Affiliate links on Android Authority may earn us a commission. Learn more.
Tronsmart Draco AW80 review
Android is making big in-roads into our lounges and Google is leading the way. Media streaming devices like the Chromecast are gaining popularity, and now there is Android TV, as seen on the Nexus Player. However, there is still a lot to be said for having a fully functional Android box connected to your TV. Not only can it stream music and video, but it can do almost everything that an Android tablet can do. In other words it can turn your TV into a full Android smart TV.
I am a big fan of Android based media players. I reviewed the Tronsmart Orion R28 a few weeks ago, and I was suitably impressed. Now Tronsmart has gone one better by releasing the Draco AW80, an Android media player with an octa-core processor and a lot of connectivity options.
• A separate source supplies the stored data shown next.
// Copyright (C) 2026 The Volley Stats Contributors
// Use of this source code is governed by an MIT-style
// license that can be found in the LICENSE file or at
// https://opensource.org/licenses/MIT.

//! State-changing operations for the persistence layer.
//!
//! ## Module Organization
//!
//! - `roster`: Teams and players
//! - `recording`: Matches, sets, actions and set scores
//!
//! Inserted ids are read back with `last_insert_rowid()` from the
//! `backend` module; everything else is Diesel DSL.

pub mod recording;
pub mod roster;

pub use recording::{
    delete_action, insert_action, insert_match, insert_set, update_action, update_set_score,
};
pub use roster::{assign_player_team, insert_player, insert_team, update_player};
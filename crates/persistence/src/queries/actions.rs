// Copyright (C) 2026 The Volley Stats Contributors
// Use of this source code is governed by an MIT-style
// license that can be found in the LICENSE file or at
// https://opensource.org/licenses/MIT.

//! Action queries and row reconstruction.
//!
//! Category, result, point-detail and side columns hold the stable text
//! forms defined by the domain enums; reading an unknown value is a
//! reconstruction error, never a silent default.

use diesel::SqliteConnection;
use diesel::prelude::*;
use std::collections::HashMap;
use std::str::FromStr;
use tracing::debug;
use volley_stats_domain::{
    ActionCategory, Executor, PointDetail, RecordedAction, ResultCode, Side,
};

use crate::data_models::ActionHistoryEntry;
use crate::diesel_schema::{actions, players, sets};
use crate::error::PersistenceError;

#[derive(Queryable, Selectable)]
#[diesel(table_name = actions)]
struct ActionRow {
    action_id: i64,
    set_id: i64,
    category: String,
    executor_id: Option<i64>,
    result: Option<String>,
    target_player_id: Option<i64>,
    point_detail: Option<String>,
    point_for: Option<String>,
    created_at: String,
}

fn reconstruction(err: impl std::fmt::Display) -> PersistenceError {
    PersistenceError::ReconstructionError(err.to_string())
}

fn to_recorded_action(row: ActionRow) -> Result<RecordedAction, PersistenceError> {
    let category: ActionCategory = ActionCategory::from_str(&row.category).map_err(reconstruction)?;
    let result: Option<ResultCode> = row
        .result
        .as_deref()
        .map(|text| ResultCode::parse(category, text))
        .transpose()
        .map_err(reconstruction)?;
    let point_detail: Option<PointDetail> = row
        .point_detail
        .as_deref()
        .map(PointDetail::from_str)
        .transpose()
        .map_err(reconstruction)?;
    let point_for: Option<Side> = row
        .point_for
        .as_deref()
        .map(Side::from_str)
        .transpose()
        .map_err(reconstruction)?;

    Ok(RecordedAction {
        action_id: row.action_id,
        set_id: row.set_id,
        category,
        executor: Executor::from_column(row.executor_id),
        result,
        target_player_id: row.target_player_id,
        point_detail,
        point_for,
        created_at: row.created_at,
    })
}

fn to_recorded_actions(rows: Vec<ActionRow>) -> Result<Vec<RecordedAction>, PersistenceError> {
    rows.into_iter().map(to_recorded_action).collect()
}

/// Retrieves an action by id.
///
/// # Errors
///
/// Returns an error if the query fails or the row cannot be reconstructed.
/// Returns `Ok(None)` if the action does not exist.
pub fn find_action(
    conn: &mut SqliteConnection,
    action_id: i64,
) -> Result<Option<RecordedAction>, PersistenceError> {
    actions::table
        .filter(actions::action_id.eq(action_id))
        .select(ActionRow::as_select())
        .first(conn)
        .optional()?
        .map(to_recorded_action)
        .transpose()
}

/// Lists a set's actions in recording order.
///
/// # Errors
///
/// Returns an error if the query fails or a row cannot be reconstructed.
pub fn list_set_actions(
    conn: &mut SqliteConnection,
    set_id: i64,
) -> Result<Vec<RecordedAction>, PersistenceError> {
    let rows: Vec<ActionRow> = actions::table
        .filter(actions::set_id.eq(set_id))
        .select(ActionRow::as_select())
        .order(actions::action_id.asc())
        .load(conn)?;

    to_recorded_actions(rows)
}

/// Lists every action of a match in recording order.
///
/// # Errors
///
/// Returns an error if the query fails or a row cannot be reconstructed.
pub fn list_match_actions(
    conn: &mut SqliteConnection,
    match_id: i64,
) -> Result<Vec<RecordedAction>, PersistenceError> {
    let rows: Vec<ActionRow> = actions::table
        .inner_join(sets::table)
        .filter(sets::match_id.eq(match_id))
        .select(ActionRow::as_select())
        .order(actions::action_id.asc())
        .load(conn)?;

    debug!(match_id, count = rows.len(), "Loaded match actions");
    to_recorded_actions(rows)
}

/// Returns the most recent actions of a match, newest first.
///
/// # Arguments
///
/// * `conn` - The database connection
/// * `match_id` - The match
/// * `limit` - Maximum number of entries
///
/// # Errors
///
/// Returns an error if the query fails or a row cannot be reconstructed.
pub fn action_history(
    conn: &mut SqliteConnection,
    match_id: i64,
    limit: i64,
) -> Result<Vec<ActionHistoryEntry>, PersistenceError> {
    let rows: Vec<(ActionRow, i32)> = actions::table
        .inner_join(sets::table)
        .filter(sets::match_id.eq(match_id))
        .select((ActionRow::as_select(), sets::set_number))
        .order(actions::action_id.desc())
        .limit(limit)
        .load(conn)?;

    let player_names: HashMap<i64, String> = players::table
        .select((players::player_id, players::name))
        .load::<(i64, String)>(conn)?
        .into_iter()
        .collect();
    let name_of = |id: Option<i64>| id.and_then(|id| player_names.get(&id).cloned());

    rows.into_iter()
        .map(|(row, set_number)| {
            let action: RecordedAction = to_recorded_action(row)?;
            Ok(ActionHistoryEntry {
                action_id: action.action_id,
                set_id: action.set_id,
                set_number,
                executor_name: name_of(action.executor_id()),
                category: action.category,
                result: action.result,
                target_name: name_of(action.target_player_id),
                point_detail: action.point_detail,
                point_for: action.point_for,
                created_at: action.created_at,
            })
        })
        .collect()
}
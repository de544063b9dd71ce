// Copyright (C) 2026 The Volley Stats Contributors
// Use of this source code is governed by an MIT-style
// license that can be found in the LICENSE file or at
// https://opensource.org/licenses/MIT.

use crate::command::Command;
use crate::error::CoreError;
use crate::state::{MatchContext, MatchSession, TransitionResult};
use volley_stats_domain::{
    ActionCategory, Executor, GameSet, NewAction, PointDetail, ResultCode,
};

/// Applies a command to the session, producing a new session.
///
/// # Arguments
///
/// * `session` - The current session (immutable)
/// * `command` - The command to apply
///
/// # Returns
///
/// * `Ok(TransitionResult)` containing the new session and the set-end flag
/// * `Err(CoreError)` if the command does not fit the session
///
/// # Errors
///
/// Returns an error if:
/// - The command needs an open match and none is open
/// - The command names a set other than the current one
/// - A new set belongs to another match or does not follow the current set
pub fn apply(session: &MatchSession, command: Command) -> Result<TransitionResult, CoreError> {
    match command {
        Command::OpenMatch {
            match_id,
            home_team_id,
            current_set,
            active_player_ids,
        } => {
            if current_set.match_id != match_id {
                return Err(CoreError::MatchMismatch {
                    expected: match_id,
                    actual: current_set.match_id,
                });
            }

            let context: MatchContext = MatchContext {
                match_id,
                home_team_id,
                current_set,
                active_player_ids,
            };
            Ok(TransitionResult::from_session(MatchSession::InProgress(context)))
        }
        Command::AdvanceSet { set } => {
            let context: &MatchContext = session.context().ok_or(CoreError::NoActiveMatch)?;

            if set.match_id != context.match_id {
                return Err(CoreError::MatchMismatch {
                    expected: context.match_id,
                    actual: set.match_id,
                });
            }
            if set.set_number <= context.current_set.set_number {
                return Err(CoreError::SetOutOfOrder {
                    current: context.current_set.set_number,
                    proposed: set.set_number,
                });
            }

            Ok(TransitionResult::from_session(with_current_set(context, set)))
        }
        Command::ScorePoint { set_id, side } => {
            let context: &MatchContext = session.context().ok_or(CoreError::NoActiveMatch)?;
            ensure_current(context, set_id)?;

            let mut set: GameSet = context.current_set;
            set.score = set.score.credit(side);

            Ok(TransitionResult::from_session(with_current_set(context, set)))
        }
        Command::ApplyRecomputedScore { set_id, score } => match session.context() {
            Some(context) if context.current_set.set_id == set_id => {
                let mut set: GameSet = context.current_set;
                set.score = score;
                Ok(TransitionResult::from_session(with_current_set(context, set)))
            }
            _ => Ok(TransitionResult::from_session(session.clone())),
        },
        Command::EndMatch => {
            if !session.is_active() {
                return Err(CoreError::NoActiveMatch);
            }
            Ok(TransitionResult {
                new_session: MatchSession::NoMatch,
                set_ended: false,
            })
        }
    }
}

/// Validates an action against the session and binds it to the current set.
///
/// No state changes; the returned action is ready to be persisted.
///
/// # Errors
///
/// Returns an error if no set is open or the action's shape is invalid.
pub fn prepare_action(
    session: &MatchSession,
    category: ActionCategory,
    executor: Executor,
    result: Option<ResultCode>,
    target_player_id: Option<i64>,
    point_detail: Option<PointDetail>,
) -> Result<NewAction, CoreError> {
    let set: &GameSet = session.current_set().ok_or(CoreError::NoActiveMatch)?;

    Ok(NewAction::new(
        set.set_id,
        category,
        executor,
        result,
        target_player_id,
        point_detail,
    )?)
}

const fn ensure_current(context: &MatchContext, set_id: i64) -> Result<(), CoreError> {
    if context.current_set.set_id != set_id {
        return Err(CoreError::SetMismatch {
            expected: context.current_set.set_id,
            actual: set_id,
        });
    }
    Ok(())
}

fn with_current_set(context: &MatchContext, set: GameSet) -> MatchSession {
    MatchSession::InProgress(MatchContext {
        current_set: set,
        ..context.clone()
    })
}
The design of the Draco AW80 is functional, almost industrial. The case is made of aluminium, to help cooling, and it is peppered with ports and connectors. The box is painted black, but to add a bit of style the edges are machined to reveal the metal. It is powered by an external power supply and connects to your TV via HDMI. On the front is a small window for the remote control sensor along with a power LED. On the back is the HDMI port, the Wi-Fi antenna, the power connector, an Ethernet port, a 3.5mm AV jack port, and an OTG USB port. There are two more USB ports on the side, along with a SD card slot and an e-SATA connector. Tronsmart provides an e-SATA cable in the box, along with a HDMI cable.
At the heart of the Tronsmart Draco AW80 is the new Allwinner A80 SoC. The A80 includes an octa-core big.LITTLE Cortex-A15/A7 CPU and a 64-core PowerVR G6230 GPU. The hardware video decoder supports MPEG-2, MPEG-4, H.263, H.264, and H.265.
The review model came with 16GB of internal storage and 2GB of RAM. The next model up comes with 32GB of internal storage and 4GB of RAM. Other features are dual-band Wi-Fi (802.11 a/b/g/n/ac), Bluetooth 4.0, USB 3.0, e-SATA, and Gigabit Ethernet.
The device comes pre-installed with Android 4.4.2 along with services like Google Play. Unlike the Orion R28, there aren’t that many apps which have been designed to work with the remote control. The default video player works well with the remote, but the rest of the apps are just standard Android apps.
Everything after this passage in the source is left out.